Philadelphia's been a punchline for as long as I can remember -- long before most of us were around, even. After all, it was way back in 1940, in a movie with Mae West called "My Little Chickadee," that W.C. Fields famously stood on the gallows and told his executioner, ""I'd like to see Paris before I die. Philadelphia will do." Back in Fields' day, the knock on the City of Brotherly Love was just that it was so dull -- closing up at 10 o' clock, second prize is two weeks in Philadelphia, yada yada yada. Over the next seven decades, as pro sports increasingly became the city's remaining portal into the nation's consciousness, you could add the epithet "boorish" to "boring" -- there were snowballs at Santa Claus (sort of) and catcalls for just about anyone.

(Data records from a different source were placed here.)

//! Transition encoding of a [`Cfa`].
//!
//! A state lives at a cut point and is described by the program counter and
//! the state variables at one SSA index. One *step* moves along a single block
//! to the next cut point or stutters. Predecessor states of the transition
//! relations are at index 1, successor states at index 2, every other index
//! is allocated by an [`IndexAllocator`].

mod partial;
mod total;
mod unroll;

pub use partial::*;
pub use total::*;
pub use unroll::*;

use crate::{
    cfa::{Cfa, Location},
    logic::{Formula, Model, Value, Variable},
};
use std::{
    collections::BTreeMap,
    fmt::{self, Display},
};

pub const PRED: usize = 1;
pub const SUCC: usize = 2;

/// Hands out fresh SSA indices for one encoding pass.
#[derive(Debug, Clone)]
pub struct IndexAllocator {
    next: usize,
}

impl Default for IndexAllocator {
    fn default() -> Self {
        Self { next: SUCC + 1 }
    }
}

impl IndexAllocator {
    pub fn new() -> Self {
        Self::default()
    }

    #[inline]
    pub fn fresh(&mut self) -> usize {
        self.next += 1;
        self.next - 1
    }
}

fn encode_block(
    cfa: &Cfa,
    block: usize,
    pre: usize,
    post: usize,
    alloc: &mut IndexAllocator,
) -> Formula {
    let block = cfa.block(block);
    let mut parts = Vec::with_capacity(block.edges.len() + 1);
    let mut at = pre;
    for (n, e) in block.edges.iter().enumerate() {
        let to = if n + 1 == block.edges.len() {
            post
        } else {
            alloc.fresh()
        };
        let from = at;
        parts.push(
            cfa.edge(*e)
                .formula
                .rename(&|i| if i == 0 { from } else { to }),
        );
        at = to;
    }
    parts.push(Formula::eq_const(cfa.pc(), post, block.to.id()));
    Formula::and(parts)
}

/// One step from the state at `pre` to the state at `post`. With `from` the
/// predecessor location is known and only its blocks are encoded, otherwise
/// every block is guarded by its source location.
pub fn encode_step(
    cfa: &Cfa,
    pre: usize,
    post: usize,
    from: Option<Location>,
    alloc: &mut IndexAllocator,
) -> Formula {
    let sel = alloc.fresh();
    let selector = cfa.selector();
    let mut choices = Vec::new();
    for b in 0..cfa.num_blocks() {
        let block_from = cfa.block(b).from;
        if from.is_some_and(|l| l != block_from) {
            continue;
        }
        let mut choice = vec![Formula::eq_const(selector, sel, b as u32)];
        if from.is_none() {
            choice.push(Formula::eq_const(cfa.pc(), pre, block_from.id()));
        }
        choice.push(encode_block(cfa, b, pre, post, alloc));
        choices.push(Formula::and(choice));
    }
    choices.push(Formula::and([
        Formula::eq_const(selector, sel, cfa.stutter_code()),
        cfa.frame_condition(pre, post),
    ]));
    Formula::or(choices)
}

/// A state at a cut point.
#[derive(Clone, Debug, PartialEq, Eq, Hash, PartialOrd, Ord)]
pub struct ConcreteState {
    pub location: Location,
    pub values: BTreeMap<Variable, Value>,
}

impl ConcreteState {
    pub fn from_model(cfa: &Cfa, model: &Model, index: usize) -> Self {
        let location = Location::new(model.value(&cfa.pc().at(index)).bits());
        let values = cfa
            .variables()
            .iter()
            .map(|v| (v.clone(), model.value(&v.at(index))))
            .collect();
        Self { location, values }
    }

    /// variable assignments as state literals at index 0
    pub fn cube(&self) -> Vec<Formula> {
        self.values
            .iter()
            .map(|(v, val)| Formula::assign(v, 0, *val))
            .collect()
    }

    /// this exact state at `index`
    pub fn formula(&self, cfa: &Cfa, index: usize) -> Formula {
        Formula::and(
            std::iter::once(Formula::eq_const(cfa.pc(), 0, self.location.id()))
                .chain(self.cube())
                .map(|f| f.at(index)),
        )
    }

    #[inline]
    pub fn value(&self, var: &Variable) -> Option<Value> {
        self.values.get(var).copied()
    }
}

impl Display for ConcreteState {
    fn fmt(&self, f: &mut fmt::Formatter<'_>) -> fmt::Result {
        write!(f, "{} {{", self.location)?;
        for (n, (v, val)) in self.values.iter().enumerate() {
            if n > 0 {
                write!(f, ",")?;
            }
            write!(f, " {v} = {val}")?;
        }
        write!(f, " }}")
    }
}

/// Sequence of cut-point states from an initial state to a state violating
/// the refuted candidate.
#[derive(Clone, Debug, Default, PartialEq, Eq)]
pub struct Counterexample {
    pub states: Vec<ConcreteState>,
}

impl Counterexample {
    pub fn new(states: Vec<ConcreteState>) -> Self {
        Self { states }
    }

    #[inline]
    pub fn len(&self) -> usize {
        self.states.len()
    }

    #[inline]
    pub fn is_empty(&self) -> bool {
        self.states.is_empty()
    }

    #[inline]
    pub fn last(&self) -> Option<&ConcreteState> {
        self.states.last()
    }

    /// Drops stuttering steps.
    pub fn compress(&mut self) {
        self.states.dedup();
    }

    pub fn truncate(&mut self, len: usize) {
        self.states.truncate(len);
    }
}

impl Display for Counterexample {
    fn fmt(&self, f: &mut fmt::Formatter<'_>) -> fmt::Result {
        for (i, s) in self.states.iter().enumerate() {
            writeln!(f, "{i}: {s}")?;
        }
        Ok(())
    }
}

Oh, and did I mention that we're fat?

Everyone said the real problem was that Philadelphia -- the nation's sixth largest city and fourth largest TV market, birthplace of both the Declaration of Independence and the U.S. Constitution -- was a victim of a strange condition: low civic self-esteem. And what brought that on? A lot of things, some of them self-inflicted like our "corrupt and content" political culture -- but there was also a severe case of sibling jealousy, the sibling being our colonial cousin of New York City.

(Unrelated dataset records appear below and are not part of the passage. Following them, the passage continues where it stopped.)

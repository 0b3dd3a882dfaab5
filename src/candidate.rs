use crate::{
    cfa::{Cfa, Location},
    logic::{Formula, Variable},
};
use std::{
    collections::{BTreeSet, VecDeque},
    fmt::{self, Debug, Display},
    rc::Rc,
};

/// A property over the states at a set of locations.
///
/// Candidates are values: equal candidates describe the same property, so
/// they can be used as keys of frames and frontier maps.
#[derive(Clone, PartialEq, Eq, Hash, PartialOrd, Ord)]
pub enum CandidateInvariant {
    /// none of the target locations is reached
    TargetLocations {
        pc: Variable,
        targets: Rc<BTreeSet<Location>>,
    },
    /// `body` holds at `locations`, or everywhere with `None`
    Symbolic {
        pc: Variable,
        locations: Option<Rc<BTreeSet<Location>>>,
        body: Formula,
    },
    /// blocks the states at `location` that satisfy every literal of `cube`
    Clause {
        pc: Variable,
        location: Location,
        cube: Rc<[Formula]>,
    },
    Combination(Rc<[CandidateInvariant]>),
}

impl CandidateInvariant {
    pub fn target_locations(cfa: &Cfa) -> Self {
        CandidateInvariant::TargetLocations {
            pc: cfa.pc().clone(),
            targets: Rc::new(cfa.targets().clone()),
        }
    }

    /// `body` at `locations`, or everywhere with `None`. Being `false` at
    /// exactly the target locations is the target candidate itself.
    pub fn symbolic(cfa: &Cfa, locations: Option<BTreeSet<Location>>, body: Formula) -> Self {
        match locations {
            Some(locs) if body.is_false() && !locs.is_empty() && &locs == cfa.targets() => {
                Self::target_locations(cfa)
            }
            locations => CandidateInvariant::Symbolic {
                pc: cfa.pc().clone(),
                locations: locations.map(Rc::new),
                body,
            },
        }
    }

    /// `body` at every location
    pub fn global(cfa: &Cfa, body: Formula) -> Self {
        CandidateInvariant::Symbolic {
            pc: cfa.pc().clone(),
            locations: None,
            body,
        }
    }

    /// The literals are sorted so that equal cubes give equal clauses.
    pub fn clause(cfa: &Cfa, location: Location, cube: impl IntoIterator<Item = Formula>) -> Self {
        let mut cube: Vec<Formula> = cube.into_iter().collect();
        cube.sort();
        cube.dedup();
        CandidateInvariant::Clause {
            pc: cfa.pc().clone(),
            location,
            cube: Rc::from(cube),
        }
    }

    pub fn combination(parts: impl IntoIterator<Item = CandidateInvariant>) -> Self {
        let mut res = Vec::new();
        for p in parts {
            res.extend(p.conjuncts());
        }
        CandidateInvariant::Combination(Rc::from(res))
    }

    /// the initial states of `cfa`
    pub fn initial(cfa: &Cfa) -> Self {
        Self::global(cfa, cfa.initial_states(0))
    }

    /// the property of the state at SSA `index`
    pub fn formula(&self, index: usize) -> Formula {
        match self {
            CandidateInvariant::TargetLocations { pc, targets } => Formula::and(
                targets
                    .iter()
                    .map(|t| !Formula::eq_const(pc, index, t.id())),
            ),
            CandidateInvariant::Symbolic {
                pc,
                locations,
                body,
            } => match locations {
                None => body.at(index),
                Some(locs) => Formula::implies(
                    Formula::or(locs.iter().map(|l| Formula::eq_const(pc, index, l.id()))),
                    body.at(index),
                ),
            },
            CandidateInvariant::Clause { .. } => !self.blocked_states(index),
            CandidateInvariant::Combination(parts) => {
                Formula::and(parts.iter().map(|p| p.formula(index)))
            }
        }
    }

    /// The states a clause excludes, `false` for other candidates.
    pub fn blocked_states(&self, index: usize) -> Formula {
        match self {
            CandidateInvariant::Clause { pc, location, cube } => Formula::and(
                std::iter::once(Formula::eq_const(pc, index, location.id()))
                    .chain(cube.iter().map(|l| l.at(index))),
            ),
            _ => Formula::constant(false),
        }
    }

    pub fn applies_to(&self, location: Location) -> bool {
        match self {
            CandidateInvariant::TargetLocations { targets, .. } => targets.contains(&location),
            CandidateInvariant::Symbolic { locations, .. } => {
                locations.as_ref().is_none_or(|l| l.contains(&location))
            }
            CandidateInvariant::Clause { location: l, .. } => *l == location,
            CandidateInvariant::Combination(parts) => parts.iter().any(|p| p.applies_to(location)),
        }
    }

    /// the subset of `locations` this candidate says something about
    pub fn filter_applicable<'a>(
        &self,
        locations: impl IntoIterator<Item = &'a Location>,
    ) -> BTreeSet<Location> {
        locations
            .into_iter()
            .copied()
            .filter(|l| self.applies_to(*l))
            .collect()
    }

    /// conjunctive parts, the candidate itself unless it is a combination
    pub fn conjuncts(&self) -> Vec<CandidateInvariant> {
        match self {
            CandidateInvariant::Combination(parts) => {
                parts.iter().flat_map(|p| p.conjuncts()).collect()
            }
            c => vec![c.clone()],
        }
    }

    #[inline]
    pub fn is_primary_target(&self) -> bool {
        matches!(self, CandidateInvariant::TargetLocations { .. })
    }

    /// location and cube of a clause
    pub fn as_clause(&self) -> Option<(Location, &[Formula])> {
        match self {
            CandidateInvariant::Clause { location, cube, .. } => Some((*location, cube)),
            _ => None,
        }
    }

    /// variables the candidate constrains, without the program counter
    pub fn variables(&self) -> BTreeSet<Variable> {
        let mut res = self.formula(0).variables();
        res.retain(|v| !v.is_reserved());
        res
    }
}

impl Debug for CandidateInvariant {
    fn fmt(&self, f: &mut fmt::Formatter<'_>) -> fmt::Result {
        match self {
            CandidateInvariant::TargetLocations { targets, .. } => {
                write!(f, "unreachable{:?}", targets.as_ref())
            }
            CandidateInvariant::Symbolic {
                locations, body, ..
            } => match locations {
                Some(l) => write!(f, "{:?} => {body}", l.as_ref()),
                None => write!(f, "{body}"),
            },
            CandidateInvariant::Clause { location, cube, .. } => {
                write!(f, "!({location}")?;
                for l in cube.iter() {
                    write!(f, " & {l}")?;
                }
                write!(f, ")")
            }
            CandidateInvariant::Combination(parts) => f.debug_list().entries(parts.iter()).finish(),
        }
    }
}

impl Display for CandidateInvariant {
    fn fmt(&self, f: &mut fmt::Formatter<'_>) -> fmt::Result {
        Debug::fmt(self, f)
    }
}

/// Source of the root candidates of a run.
pub trait CandidateGenerator {
    /// live candidates, in a stable order
    fn candidates(&self) -> Vec<CandidateInvariant>;

    /// Drops a refuted or confirmed candidate from the live set.
    fn remove(&mut self, candidate: &CandidateInvariant) -> bool;

    /// Returns whether new candidates were added.
    fn produce_more_candidates(&mut self) -> bool;

    fn has_candidates_available(&self) -> bool;

    /// Records a confirmed invariant.
    fn assume_truth(&mut self, candidate: &CandidateInvariant);

    fn confirmed(&self) -> &BTreeSet<CandidateInvariant>;
}

/// Serves a fixed list of candidates, optionally followed by further batches
/// that are released one per [`CandidateGenerator::produce_more_candidates`].
#[derive(Default, Debug)]
pub struct StaticCandidateGenerator {
    live: Vec<CandidateInvariant>,
    pending: VecDeque<Vec<CandidateInvariant>>,
    confirmed: BTreeSet<CandidateInvariant>,
}

impl StaticCandidateGenerator {
    pub fn new(candidates: impl IntoIterator<Item = CandidateInvariant>) -> Self {
        let mut res = Self::default();
        for c in candidates {
            if !res.live.contains(&c) {
                res.live.push(c);
            }
        }
        res
    }

    pub fn with_batch(mut self, batch: impl IntoIterator<Item = CandidateInvariant>) -> Self {
        self.pending.push_back(batch.into_iter().collect());
        self
    }
}

impl CandidateGenerator for StaticCandidateGenerator {
    fn candidates(&self) -> Vec<CandidateInvariant> {
        self.live.clone()
    }

    fn remove(&mut self, candidate: &CandidateInvariant) -> bool {
        let len = self.live.len();
        self.live.retain(|c| c != candidate);
        self.live.len() != len
    }

    fn produce_more_candidates(&mut self) -> bool {
        let Some(batch) = self.pending.pop_front() else {
            return false;
        };
        let mut added = false;
        for c in batch {
            if !self.live.contains(&c) && !self.confirmed.contains(&c) {
                self.live.push(c);
                added = true;
            }
        }
        added
    }

    fn has_candidates_available(&self) -> bool {
        !self.live.is_empty()
    }

    fn assume_truth(&mut self, candidate: &CandidateInvariant) {
        self.remove(candidate);
        self.confirmed.insert(candidate.clone());
    }

    fn confirmed(&self) -> &BTreeSet<CandidateInvariant> {
        &self.confirmed
    }
}

#[cfg(test)]
mod tests {
    use super::*;
    use crate::{
        cfa::CfaBuilder,
        logic::{Model, Value},
    };

    fn cfa() -> (Cfa, Variable) {
        let mut b = CfaBuilder::new();
        let x = b.add_variable(Variable::bool("x"));
        let l0 = b.add_location("entry");
        let l1 = b.add_location("error");
        b.entry(l0).target(l1);
        b.assume_edge(l0, l1, Formula::var(&x, 0));
        (b.build().unwrap(), x)
    }

    #[test]
    fn target_candidate() {
        let (cfa, _) = cfa();
        let c = CandidateInvariant::target_locations(&cfa);
        assert!(c.is_primary_target());
        let l1 = Location::new(1);
        assert!(c.applies_to(l1));
        assert!(!c.applies_to(cfa.entry()));
        let mut m = Model::new();
        m.insert(cfa.pc().at(4), Value::Finite(1));
        assert!(!c.formula(4).eval(&m));
        m.insert(cfa.pc().at(4), Value::Finite(0));
        assert!(c.formula(4).eval(&m));
    }

    #[test]
    fn clause_identity_ignores_literal_order() {
        let (cfa, x) = cfa();
        let y = Variable::bool("y");
        let a = CandidateInvariant::clause(
            &cfa,
            cfa.entry(),
            [Formula::var(&x, 0), !Formula::var(&y, 0)],
        );
        let b = CandidateInvariant::clause(
            &cfa,
            cfa.entry(),
            [!Formula::var(&y, 0), Formula::var(&x, 0)],
        );
        assert_eq!(a, b);
        assert_eq!(a.as_clause().map(|(_, c)| c.len()), Some(2));
        assert_eq!(a.variables().len(), 2);
    }

    #[test]
    fn combination_decomposes() {
        let (cfa, x) = cfa();
        let t = CandidateInvariant::target_locations(&cfa);
        let s = CandidateInvariant::symbolic(
            &cfa,
            Some(BTreeSet::from([cfa.entry()])),
            Formula::var(&x, 0),
        );
        let c = CandidateInvariant::combination([t.clone(), CandidateInvariant::combination([s.clone()])]);
        assert_eq!(c.conjuncts(), vec![t, s]);
        let all = BTreeSet::from([Location::new(0), Location::new(1)]);
        assert_eq!(c.filter_applicable(&all), all);
    }

    #[test]
    fn false_at_the_targets_is_the_target() {
        let (cfa, x) = cfa();
        let target = CandidateInvariant::target_locations(&cfa);
        let s = CandidateInvariant::symbolic(
            &cfa,
            Some(cfa.targets().clone()),
            Formula::constant(false),
        );
        assert_eq!(s, target);
        assert!(s.is_primary_target());
        let elsewhere = CandidateInvariant::symbolic(
            &cfa,
            Some(BTreeSet::from([cfa.entry()])),
            Formula::constant(false),
        );
        assert!(!elsewhere.is_primary_target());
        let everywhere = CandidateInvariant::symbolic(&cfa, None, Formula::var(&x, 0));
        assert_eq!(everywhere, CandidateInvariant::global(&cfa, Formula::var(&x, 0)));
    }

    #[test]
    fn generator_batches() {
        let (cfa, x) = cfa();
        let t = CandidateInvariant::target_locations(&cfa);
        let s = CandidateInvariant::global(&cfa, Formula::var(&x, 0));
        let mut g = StaticCandidateGenerator::new([t.clone()]).with_batch([t.clone(), s.clone()]);
        assert!(g.has_candidates_available());
        g.assume_truth(&t);
        assert!(!g.has_candidates_available());
        assert!(g.confirmed().contains(&t));
        assert!(g.produce_more_candidates());
        assert_eq!(g.candidates(), vec![s]);
        assert!(!g.produce_more_candidates());
    }
}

Even at the start of the 19th Century, Philadelphia was still the center of the nation's culture and higher learning -- and then the Industrial Revolution hit. Philly plunged right in, manufacturing everything under the sun, from steam locomotives to Stetson hats. New York decided instead to manage -- and occasionally gamble -- the profits. You know how that worked out (when was the last time you wore a Stetson hat -- or were transported by a steam locomotive?) Just 100 miles to the northeast, New York became a black-hole-like force, sucking the energy from Philadelphia, stealing everything from our talented college grads to foreign tourists who never even saw the nation's founding city as they whizzed down the New Jersey Turnpike from the Statue of Liberty to the Washington Monument. New York got Broadway, the UN, the World's Fair...and baseball. The Yankees won more World Series' than any other team, while the Phillies lost more games than any other franchise in America -- in any sport. Even the Mets, who didn't exist until 1962, won a World Series before the Phillies finally did in 1980.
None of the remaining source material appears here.